Step-by-Step Process
1. Understand the financial risk
Non-refundable tickets mean you lose the full amount if your visa is denied. Even refundable tickets have costly cancellation fees.
2. Consider the statistics
Visa rejection rates vary by country — some embassies reject 20-50% of applications. That’s a significant chance of losing money.
3. Use a flight itinerary instead
For free, get a confirmed booking with a PNR code that satisfies embassy requirements without the financial risk.

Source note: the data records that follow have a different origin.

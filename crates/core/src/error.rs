use thiserror::Error;

use crate::model::SetNameError;
use crate::model::UserIdError;

#[derive(Debug, Error)]
pub enum Error {
    #[error(transparent)]
    SetName(#[from] SetNameError),
    #[error(transparent)]
    UserId(#[from] UserIdError),
}
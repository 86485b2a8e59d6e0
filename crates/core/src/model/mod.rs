mod card;
mod flip;
mod ids;
mod index;
mod set;

pub use card::Flashcard;
pub use flip::FlipCard;
pub use ids::{UserId, UserIdError};
pub use index::{SetIndex, SetIndexEntry};
pub use set::{FlashcardSet, SetName, SetNameError};
//! Shared error types for the services crate.

use thiserror::Error;

use recall_core::model::SetNameError;
use storage::repository::StorageError;

/// Errors emitted by `GeneratorService`.
///
/// A malformed-but-successful endpoint response is not an error: it
/// normalizes to an empty card list instead.
#[derive(Debug, Error)]
#[non_exhaustive]
pub enum GenerateError {
    #[error("source text cannot be empty")]
    EmptyText,
    #[error("generation endpoint is not configured")]
    Disabled,
    #[error("generation request failed with status {0}")]
    Status(reqwest::StatusCode),
    #[error(transparent)]
    Http(#[from] reqwest::Error),
}

/// Errors emitted by `SetSaveService`.
#[derive(Debug, Error)]
#[non_exhaustive]
pub enum SaveError {
    #[error(transparent)]
    Name(#[from] SetNameError),
    #[error("no authenticated user")]
    Unauthenticated,
    #[error(transparent)]
    Storage(#[from] StorageError),
}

4. Buy your ticket after approval
Wait for visa approval, then purchase your ticket with confidence.
Pro Tips
- Some visa rejection rates exceed 30% — don’t gamble with expensive tickets
- Even ‘refundable’ tickets often have significant cancellation fees
- Travel insurance typically doesn’t cover visa rejection losses
- A reservation is the smart financial choice for any visa application
Frequently Asked Questions
What percentage of visas get rejected?
Rejection rates vary widely by country and visa type — from 5% to over 50%. Using a reservation protects you regardless of the odds.
Can I get travel insurance against visa rejection?
Some specialized policies exist, but they’re expensive and have many exclusions. A $15 reservation is a simpler solution.
What if I already bought a ticket?
Check if your ticket is refundable or changeable. For future applications, use a reservation to avoid this risk.